### Problem to work on
Please output exactly the lines of the material from the first through the line containing "One search over", and nothing more.

### Material supplied
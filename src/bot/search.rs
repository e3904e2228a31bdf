//! Fixed-depth minimax with alpha-beta pruning.
//!
//! Every node is scored from one fixed perspective; only the maximizing flag
//! alternates between plies. Moves are applied through [`MoveGuard`], so the
//! position is back in its original state whenever a call returns.

use log::trace;
use rand::Rng;

use crate::board::{Color, Move};

use super::eval;
use super::move_order::order_moves;
use super::position::{MoveGuard, Position};

/// Counters for the most recent search.
#[derive(Clone, Copy, Debug, Default, PartialEq, Eq)]
pub struct SearchStats {
    /// Nodes entered, leaves included
    pub nodes: u64,
    /// Static evaluations performed
    pub leaves: u64,
    /// Move loops abandoned because the window closed
    pub cutoffs: u64,
}

/// Best move found at a node and its score.
#[derive(Clone, Copy, Debug, PartialEq, Eq)]
pub struct SearchOutcome {
    pub best_move: Option<Move>,
    pub score: i32,
}

impl SearchOutcome {
    fn leaf(score: i32) -> Self {
        SearchOutcome {
            best_move: None,
            score,
        }
    }
}

/// One search over a position, drawing quiet-move tiebreaks from `rng`.
pub struct Searcher<'a, R: Rng + ?Sized> {
    rng: &'a mut R,
    quiet_jitter: i32,
    stats: SearchStats,
}

impl<'a, R: Rng + ?Sized> Searcher<'a, R> {
    pub fn new(rng: &'a mut R, quiet_jitter: i32) -> Self {
        Searcher {
            rng,
            quiet_jitter,
            stats: SearchStats::default(),
        }
    }

    #[must_use]
    pub fn stats(&self) -> SearchStats {
        self.stats
    }

    fn evaluate<P: Position>(&mut self, position: &mut P, perspective: Color) -> SearchOutcome {
        self.stats.leaves += 1;
        SearchOutcome::leaf(eval::score(position, perspective))
    }

    /// Search `depth` plies below `position`.
    ///
    /// `perspective` stays fixed through the whole tree. `maximizing` says
    /// whether the side to move at this node picks the highest or the lowest
    /// child score. The search stops looping over moves once the best score
    /// reaches `beta` (maximizing) or falls to `alpha` (minimizing).
    pub fn search<P: Position>(
        &mut self,
        position: &mut P,
        depth: u32,
        mut alpha: i32,
        mut beta: i32,
        maximizing: bool,
        perspective: Color,
    ) -> SearchOutcome {
        self.stats.nodes += 1;

        if depth == 0 {
            return self.evaluate(position, perspective);
        }

        let moves = position.legal_moves();
        if moves.is_empty() {
            debug_assert!(
                position.is_checkmate() || position.is_draw(),
                "no legal moves in a position that is neither checkmate nor draw"
            );
            return self.evaluate(position, perspective);
        }

        let ordered = order_moves(&moves, &mut *self.rng, self.quiet_jitter);

        let mut best = if maximizing { i32::MIN } else { i32::MAX };
        let mut best_move = None;

        for mv in ordered.moves() {
            let score = {
                let mut child = MoveGuard::new(position, mv);
                self.search(&mut *child, depth - 1, alpha, beta, !maximizing, perspective)
                    .score
            };

            let improved = if maximizing { score > best } else { score < best };
            if improved {
                best = score;
                best_move = Some(mv);
                if maximizing {
                    alpha = alpha.max(best);
                } else {
                    beta = beta.min(best);
                }
            }

            let window_closed = if maximizing { best >= beta } else { best <= alpha };
            if window_closed {
                self.stats.cutoffs += 1;
                trace!("cutoff at depth {depth} after {mv}: best {best}, window [{alpha}, {beta}]");
                break;
            }
        }

        SearchOutcome {
            best_move,
            score: best,
        }
    }
}
#[cfg(feature = "serde")]
use serde::{Deserialize, Serialize};

/// Default fixed search depth in plies.
pub const DEFAULT_DEPTH: u32 = 5;

/// Default exclusive upper bound of the random priority given to quiet moves.
pub const DEFAULT_QUIET_JITTER: i32 = 5;

/// Tunable settings of the bot.
#[derive(Clone, Debug, PartialEq, Eq)]
#[cfg_attr(feature = "serde", derive(Serialize, Deserialize))]
#[cfg_attr(feature = "serde", serde(default))]
pub struct BotConfig {
    /// Plies searched from the root
    pub depth: u32,
    /// Quiet moves draw their ordering priority from `0..quiet_jitter`.
    /// Zero keeps them in generation order.
    pub quiet_jitter: i32,
}

impl Default for BotConfig {
    fn default() -> Self {
        BotConfig {
            depth: DEFAULT_DEPTH,
            quiet_jitter: DEFAULT_QUIET_JITTER,
        }
    }
}

impl BotConfig {
    /// Settings with a deterministic move order, for reproducible searches.
    #[must_use]
    pub fn deterministic(depth: u32) -> Self {
        BotConfig {
            depth,
            quiet_jitter: 0,
        }
    }
}
//! A fixed-depth alpha-beta minimax chess bot.
//!
//! - [`board`] - board representation, move generation and game rules
//! - [`bot`] - evaluation, move ordering, search and move selection
//! - [`uci`] - Universal Chess Interface front end

pub mod board;
pub mod bot;
pub mod uci;
mod zobrist;

pub use board::{Board, Color, Move, Piece, Square};
pub use bot::{Bot, BotConfig, TimeBudget};
use std::collections::HashSet;

use rand::prelude::*;
use rand::rngs::mock::StepRng;

use crate::board::{Board, Move, Piece};
use crate::bot::eval::piece_value;
use crate::bot::move_order::order_moves;

#[test]
fn test_captures_ordered_by_victim_value() {
    // The d4 pawn can take the queen on c5 or the rook on e5
    let mut board = Board::from_fen("4k3/8/8/2q1r3/3P4/8/8/K7 w - - 0 1");
    let moves = board.generate_moves();
    let mut rng = StdRng::seed_from_u64(1);
    let ordered = order_moves(&moves, &mut rng, 5);

    let first: Vec<Move> = ordered.moves().take(2).collect();
    assert_eq!(first[0].to_string(), "d4c5");
    assert_eq!(first[1].to_string(), "d4e5");
    assert_eq!(ordered.as_slice()[0].score, 900);
    assert_eq!(ordered.as_slice()[1].score, 500);
    for scored in &ordered.as_slice()[2..] {
        assert!(!scored.mv.is_capture());
        assert!((0..5).contains(&scored.score));
    }
    assert_eq!(ordered.len(), moves.len());
}

#[test]
fn test_en_passant_counts_as_pawn_capture() {
    let mut board =
        Board::from_fen("rnbqkbnr/ppp1p1pp/8/3pPp2/8/8/PPPP1PPP/RNBQKBNR w KQkq f6 0 3");
    let moves = board.generate_moves();
    let ordered = order_moves(&moves, &mut StepRng::new(0, 0), 5);
    let ep = ordered
        .as_slice()
        .iter()
        .find(|s| s.mv.to_string() == "e5f6")
        .expect("en passant available");
    assert_eq!(ep.score, piece_value(Piece::Pawn));
    assert_eq!(ordered.moves().next(), Some(ep.mv));
}

#[test]
fn test_minor_capture_precedes_quiet_moves() {
    // Knight on d5 can take the knight on f6; everything else is quiet
    let mut board = Board::from_fen("4k3/8/5n2/3N4/8/8/8/K7 w - - 0 1");
    let moves = board.generate_moves();
    let mut rng = StdRng::seed_from_u64(99);
    for _ in 0..50 {
        let ordered = order_moves(&moves, &mut rng, 299);
        let first = ordered.moves().next().expect("moves exist");
        assert_eq!(first.to_string(), "d5f6");
        assert_eq!(first.captured(), Some(Piece::Knight));
    }
}

#[test]
fn test_zero_jitter_keeps_generation_order() {
    let mut board = Board::new();
    let moves = board.generate_moves();
    let ordered = order_moves(&moves, &mut StdRng::seed_from_u64(3), 0);
    let reordered: Vec<Move> = ordered.moves().collect();
    assert_eq!(reordered.as_slice(), moves.as_slice());
    assert!(ordered.as_slice().iter().all(|s| s.score == 0));
}

#[test]
fn test_constant_rng_keeps_generation_order() {
    let mut board = Board::new();
    let moves = board.generate_moves();
    let ordered = order_moves(&moves, &mut StepRng::new(0, 0), 5);
    let reordered: Vec<Move> = ordered.moves().collect();
    assert_eq!(reordered.as_slice(), moves.as_slice());
}

#[test]
fn test_quiet_tiebreak_distribution() {
    let mut board = Board::new();
    let moves = board.generate_moves();
    let mut rng = StdRng::seed_from_u64(2024);

    let mut seen_scores = HashSet::new();
    let mut seen_first = HashSet::new();
    for _ in 0..200 {
        let ordered = order_moves(&moves, &mut rng, 5);
        for scored in ordered.as_slice() {
            assert!((0..5).contains(&scored.score));
            seen_scores.insert(scored.score);
        }
        let scores: Vec<i32> = ordered.as_slice().iter().map(|s| s.score).collect();
        assert!(scores.windows(2).all(|w| w[0] >= w[1]));
        seen_first.insert(ordered.moves().next().expect("moves exist"));
    }

    assert_eq!(seen_scores.len(), 5);
    assert!(seen_first.len() > 1);
}
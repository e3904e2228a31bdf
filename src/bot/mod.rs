//! The move-picking core: evaluation, move ordering, alpha-beta search and
//! the driver that ties them together.
//!
//! # Example
//! ```
//! use minimax_bot::board::Board;
//! use minimax_bot::bot::{Bot, BotConfig, TimeBudget};
//!
//! let mut board = Board::new();
//! let mut bot = Bot::new(BotConfig { depth: 2, ..BotConfig::default() });
//! let mv = bot.select_move(&mut board, &TimeBudget::unlimited());
//! assert!(mv.is_some());
//! ```

pub mod config;
pub mod driver;
pub mod eval;
pub mod log;
pub mod move_order;
pub mod position;
pub mod search;
pub mod time;

#[cfg(test)]
mod tests;

pub use config::BotConfig;
pub use driver::Bot;
pub use position::{MoveGuard, Position};
pub use search::{SearchOutcome, SearchStats, Searcher};
pub use time::TimeBudget;
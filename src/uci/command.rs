#[derive(Debug, Clone, PartialEq, Eq)]
pub enum UciCommand {
    Uci,
    IsReady,
    UciNewGame,
    Position(Vec<String>),
    Go(Vec<String>),
    Perft(usize),
    SetOption(Vec<String>),
    Stop,
    Quit,
    Unknown(String),
}

pub fn parse_uci_command(line: &str) -> Option<UciCommand> {
    let trimmed = line.trim();
    let parts: Vec<&str> = trimmed.split_whitespace().collect();
    if parts.is_empty() {
        return None;
    }

    let owned_parts = || parts.iter().map(|p| (*p).to_string()).collect::<Vec<String>>();

    let cmd = match parts[0] {
        "uci" => UciCommand::Uci,
        "isready" => UciCommand::IsReady,
        "ucinewgame" => UciCommand::UciNewGame,
        "position" => UciCommand::Position(owned_parts()),
        "go" => UciCommand::Go(owned_parts()),
        "perft" => {
            let depth = parts.get(1).and_then(|v| v.parse::<usize>().ok()).unwrap_or(1);
            UciCommand::Perft(depth)
        }
        "setoption" => UciCommand::SetOption(owned_parts()),
        "stop" => UciCommand::Stop,
        "quit" => UciCommand::Quit,
        _ => UciCommand::Unknown(trimmed.to_string()),
    };

    Some(cmd)
}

### Task result
filename src/bot/search.rs
repository e3904e2228a31bdf
//! Fixed-depth minimax with alpha-beta pruning.
//!
//! Every node is scored from one fixed perspective; only the maximizing flag
//! alternates between plies. Moves are applied through [`MoveGuard`], so the
//! position is back in its original state whenever a call returns.

use log::trace;
use rand::Rng;

use crate::board::{Color, Move};

use super::eval;
use super::move_order::order_moves;
use super::position::{MoveGuard, Position};

/// Counters for the most recent search.
#[derive(Clone, Copy, Debug, Default, PartialEq, Eq)]
pub struct SearchStats {
    /// Nodes entered, leaves included
    pub nodes: u64,
    /// Static evaluations performed
    pub leaves: u64,
    /// Move loops abandoned because the window closed
    pub cutoffs: u64,
}

/// Best move found at a node and its score.
#[derive(Clone, Copy, Debug, PartialEq, Eq)]
pub struct SearchOutcome {
    pub best_move: Option<Move>,
    pub score: i32,
}

impl SearchOutcome {
    fn leaf(score: i32) -> Self {
        SearchOutcome {
            best_move: None,
            score,
        }
    }
}

/// One search over a position, drawing quiet-move tiebreaks from `rng`.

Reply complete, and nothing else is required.